Why more millennial women are using apps as contraception

As health scares around hormonal contraception methods mount, thousands of women are turning to their smartphones to help plan and prevent pregnancy, writes Liz Connor.
Why more millennial women are using apps as contraception
A new birth control app is gaining 10,000 users a month.

A new app is revolutionising birth control for thousands of women. 

It gains 10,000 users every month, is the only software to be approved as contraception and doesn’t put your hormones out of whack. It’s also just as effective as taking the pill.

A non-invasive, non-hormonal contraceptive was once the stuff of fallacy, but now a new smartphone app called Natural Cycles is revolutionising the birth control industry for thousands of women.

The app, which you can purchase as an annual subscription, uses a smart thermometer to help women track their fertile days, alerting them to the periods when it is safe to have unprotected sex.

This isn’t anything new: natural family planning has been around for centuries, but the smart tech is one of the first innovations to provide easy-to-digest information on your fertility that can be tracked on a smartphone.

By taking your temperature every day and plugging it into the app, along with the dates of your last periods, it assesses for the subtle rise in basal body temperature of around 0.3°C that happens at the time of ovulation. From this information the app will give you a result for that day; either green (safe to have sex) or red (abstain from sex, or use a condom).

It’s certainly a lot more fiddly than just popping a pill, so why has the app managed to convert thousands of women, already? It could all be down to new research. The grisly side-effects of modern versions of the Pill, like Cilest and Microgynon have been well documented, from rollercoaster mood swings and nausea to the lesser evils of acne and bloating.

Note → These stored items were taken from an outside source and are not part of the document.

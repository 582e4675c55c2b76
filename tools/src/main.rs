//! decision-runner: headless batch runner for the document fraud engine.
//!
//! Usage:
//!   decision-runner --seed 12345 --documents 500 --db run.db
//!   decision-runner --input ./inbox --config ./data/engine_config.json --db run.db
//!
//! With `--input`, every file in the directory is handed to the JSON
//! extractor; `contracts.json` (if present) lists contracts and the
//! invoice ids claimed under each. Without it a seeded synthetic corpus
//! is generated.

mod extract;
mod store;

use anyhow::Result;
use chrono::{DateTime, Utc};
use docfraud_core::{
    config::EngineConfig,
    document::DocumentRecord,
    engine::{BatchReport, ContractClaim, DecisionEngine, DocumentRequest},
    extraction::DocumentExtractor,
    history::VendorHistory,
    indicator::Severity,
    reconciliation::{Contract, ReconciliationState},
    synth::{generate, SynthSpec},
    types::DocumentId,
};
use extract::{document_sources, load_contracts, JsonFileExtractor};
use std::collections::HashMap;
use std::env;
use std::path::Path;
use store::DecisionStore;

/// Everything one run decides on.
struct Workload {
    source: String,
    documents: Vec<DocumentRecord>,
    contracts: Vec<(Contract, Vec<DocumentId>)>,
    /// (source ref, reason) for inputs the extractor could not read.
    rejected: Vec<(String, String)>,
}

fn main() -> Result<()> {
    env_logger::init();

    let args: Vec<String> = env::args().collect();
    let seed = parse_arg(&args, "--seed", 42u64);
    let documents = parse_arg(&args, "--documents", 500usize);
    let db = str_arg(&args, "--db").unwrap_or(":memory:");
    let config_path = str_arg(&args, "--config").unwrap_or("./data/engine_config.json");
    let input = str_arg(&args, "--input");
    let at: DateTime<Utc> = match str_arg(&args, "--at") {
        Some(s) => DateTime::parse_from_rfc3339(s)
            .map_err(|e| anyhow::anyhow!("Invalid --at '{s}': {e}"))?
            .with_timezone(&Utc),
        None => Utc::now(),
    };

    println!("docfraud: decision-runner");
    println!("  config:    {config_path}");
    match input {
        Some(dir) => println!("  input:     {dir}"),
        None => println!("  synthetic: seed {seed}, {documents} documents"),
    }
    println!("  db:        {db}");
    println!("  at:        {}", at.to_rfc3339());
    println!();

    let config = if Path::new(config_path).exists() {
        EngineConfig::load(config_path)?
    } else {
        log::warn!("{config_path} not found; using reference defaults");
        EngineConfig::default()
    };

    let workload = match input {
        Some(dir) => load_workload(Path::new(dir))?,
        None => synthetic_workload(seed, documents),
    };

    let store = DecisionStore::open(db)?;
    store.migrate()?;
    let run_id = format!("run-{}", at.format("%Y%m%dT%H%M%S%.3f"));
    store.insert_run(
        &run_id,
        input.is_none().then_some(seed),
        env!("CARGO_PKG_VERSION"),
        &workload.source,
        &at.to_rfc3339(),
    )?;

    let engine = DecisionEngine::new(config)?;
    engine.cases().restore(store.load_cases()?);
    engine.alerts().restore(&store.load_alerts()?);
    // Earlier windows are already in the ledger; keep only the one `at` falls in.
    engine.prune_before(at);

    let report = run_batch(&engine, &workload, at);
    let alerts_recorded = persist(&store, &engine, &run_id, &workload, &report)?;
    print_summary(&store, &engine, &run_id, &workload, &report, alerts_recorded)?;

    Ok(())
}

fn load_workload(dir: &Path) -> Result<Workload> {
    let extractor = JsonFileExtractor;
    let mut documents = Vec::new();
    let mut rejected = Vec::new();

    for path in document_sources(dir)? {
        let source_ref = path.display().to_string();
        match extractor.extract(&source_ref) {
            Ok(record) => documents.push(record),
            Err(e) => {
                log::warn!("{} rejected {source_ref}: {e}", extractor.name());
                rejected.push((source_ref, e.to_string()));
            }
        }
    }

    let contracts = load_contracts(dir)?
        .into_iter()
        .map(|entry| (entry.contract, entry.invoice_ids))
        .collect();

    Ok(Workload {
        source: format!("{}:{}", extractor.name(), dir.display()),
        documents,
        contracts,
        rejected,
    })
}

fn synthetic_workload(seed: u64, documents: usize) -> Workload {
    let corpus = generate(&SynthSpec::new(seed, documents));
    Workload {
        source: "synthetic".into(),
        documents: corpus.documents,
        contracts: corpus.contracts,
        rejected: Vec::new(),
    }
}

fn run_batch(engine: &DecisionEngine, workload: &Workload, at: DateTime<Utc>) -> BatchReport {
    let docs = &workload.documents;

    // Each document is scored against its vendor's other documents.
    let histories: Vec<VendorHistory> = docs
        .iter()
        .map(|record| {
            VendorHistory::from_records(
                &record.vendor_id,
                None,
                docs.iter().filter(|d| d.id != record.id),
            )
        })
        .collect();

    let by_id: HashMap<&str, &DocumentRecord> = docs.iter().map(|d| (d.id.as_str(), d)).collect();
    let claimed: Vec<Vec<DocumentRecord>> = workload
        .contracts
        .iter()
        .map(|(_, ids)| {
            ids.iter()
                .filter_map(|id| by_id.get(id.as_str()).map(|d| (*d).clone()))
                .collect()
        })
        .collect();
    let mut claims: HashMap<&str, ContractClaim> = HashMap::new();
    for ((contract, ids), invoices) in workload.contracts.iter().zip(&claimed) {
        for id in ids {
            claims.insert(
                id.as_str(),
                ContractClaim {
                    contract,
                    other_invoices: invoices,
                },
            );
        }
    }

    let requests: Vec<DocumentRequest> = docs
        .iter()
        .zip(&histories)
        .map(|(record, history)| DocumentRequest {
            record,
            history,
            corpus: docs,
            claim: claims.get(record.id.as_str()).copied(),
            at,
        })
        .collect();

    engine.analyze_batch(&requests)
}

/// Write decisions, errors, cases and alerts. Returns how many alerts
/// were new to the ledger.
fn persist(
    store: &DecisionStore,
    engine: &DecisionEngine,
    run_id: &str,
    workload: &Workload,
    report: &BatchReport,
) -> Result<usize> {
    for (source_ref, reason) in &workload.rejected {
        store.insert_error(run_id, source_ref, reason)?;
    }

    let mut alerts_recorded = 0;
    for item in &report.items {
        match &item.outcome {
            Ok(result) => {
                store.insert_decision(run_id, result)?;
                for alert in &result.alerts {
                    if store.insert_alert(run_id, alert)? {
                        alerts_recorded += 1;
                    }
                }
            }
            Err(e) => store.insert_error(run_id, &item.document_id, &e.to_string())?,
        }
    }

    for case in engine.cases().cases() {
        store.upsert_case(&case)?;
    }
    Ok(alerts_recorded)
}

fn print_summary(
    store: &DecisionStore,
    engine: &DecisionEngine,
    run_id: &str,
    workload: &Workload,
    report: &BatchReport,
    alerts_recorded: usize,
) -> Result<()> {
    let decided = store.decision_count(run_id)?;
    let duplicates = report.results().filter(|r| !r.duplicate_matches.is_empty()).count();
    let discrepant = report
        .results()
        .filter(|r| r.reconciliation_state == Some(ReconciliationState::Discrepant))
        .count();
    let reconciled = report.results().filter(|r| r.reconciliation_state.is_some()).count();
    let cases = engine.cases().cases();
    let active = cases.iter().filter(|c| c.is_active()).count();
    let severe = cases.iter().filter(|c| c.severity >= Severity::High).count();

    println!("=== RUN SUMMARY ===");
    println!("  run_id:          {run_id}");
    println!("  source:          {}", workload.source);
    println!("  documents:       {}", workload.documents.len());
    println!("  decided:         {decided}");
    println!("  failed:          {}", report.failed);
    println!("  rejected:        {}", workload.rejected.len());
    println!("  with duplicates: {duplicates}");
    println!("  reconciled:      {reconciled} ({discrepant} discrepant)");
    println!("  active cases:    {active} ({severe} high or above)");
    println!("  new alerts:      {alerts_recorded}");

    println!();
    println!("=== RISK BANDS ===");
    for (band, count) in store.band_counts(run_id)? {
        println!("  {band:<9} {count}");
    }

    println!();
    println!("=== TOP CASES ===");
    let mut ranked: Vec<_> = cases.iter().filter(|c| c.is_active()).collect();
    ranked.sort_by(|a, b| {
        b.severity
            .cmp(&a.severity)
            .then(b.evidence.len().cmp(&a.evidence.len()))
            .then(a.case_id.cmp(&b.case_id))
    });
    if ranked.is_empty() {
        println!("  (No cases opened)");
    } else {
        for case in ranked.iter().take(5) {
            println!(
                "  {} | {} | {}..={} | {} | {} evidence",
                case.case_id,
                case.vendor_id,
                case.window_start,
                case.window_end,
                case.severity,
                case.evidence.len()
            );
        }
    }
    Ok(())
}

fn parse_arg<T: std::str::FromStr + Copy>(args: &[String], flag: &str, default: T) -> T {
    args.windows(2)
        .find(|w| w[0] == flag)
        .and_then(|w| w[1].parse().ok())
        .unwrap_or(default)
}

fn str_arg<'a>(args: &'a [String], flag: &str) -> Option<&'a str> {
    args.windows(2)
        .find(|w| w[0] == flag)
        .map(|w| w[1].as_str())
}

But recent studies suggest there might be more serious risks in long-term use. For decades women have been told that newer versions of hormonal birth control contain significantly lower doses of oestrogen than their predecessors, minimising the risk of breast cancer. Rather worryingly though, a large breakthrough survey of 1.8 million Danish women — which was published in the New England Journal of Medicine recently — found that a moderate risk is still present.

The Natural Cycles app.
The Natural Cycles app.

In a climate where young women are placing more value on health and wellness than ever before, natural curiosity about the mechanics of the Pill have led us to question and circumvent an industry that has changed very little in the past half a century.

Just a quick search on Google will bring up all manner of alarming horror stories about its risks, while fertility apps happily resonate with our current trend for drug-free, holistic wellness.

“It’s protection with more sexual freedom — minus the side effects,” Natural Cycles’ website claims.

Developed by former CERN particle physicist Elina Berglund and her husband Raoul Scherwitzl in 2014, the app also has one other major selling point: it has the stats to back it up. It has proved 93% effective (when used perfectly) in a study of over 20,000 women, and has since become the first app to be certified as a valid form of contraception by EU inspection body Tuv Sud.

Natural Cycles, which first launched in 2014, might have spearheaded the anti-Pill revolution, but it has competition hot on its heels — as developers work to meet the demand for hormone-free contraception that doesn’t involve invasive devices or barrier methods like condoms.

Aside from activity apps, fertility trackers are now the most frequently downloaded in the Apple Store and alternatives like Ovia, Glow and Kindara are closely following in its footsteps.

Of course, family planning using an algorithm is not a total fail-safe. Much like the pill, it doesn’t protect against STIs, and you can’t use it while you’re hungover — apparently, it sends your temperature reading out of whack. But with more young women shunning alcohol, as well as artificial hormones, than ever before, it could provide the natural alternative we’ve all been looking for.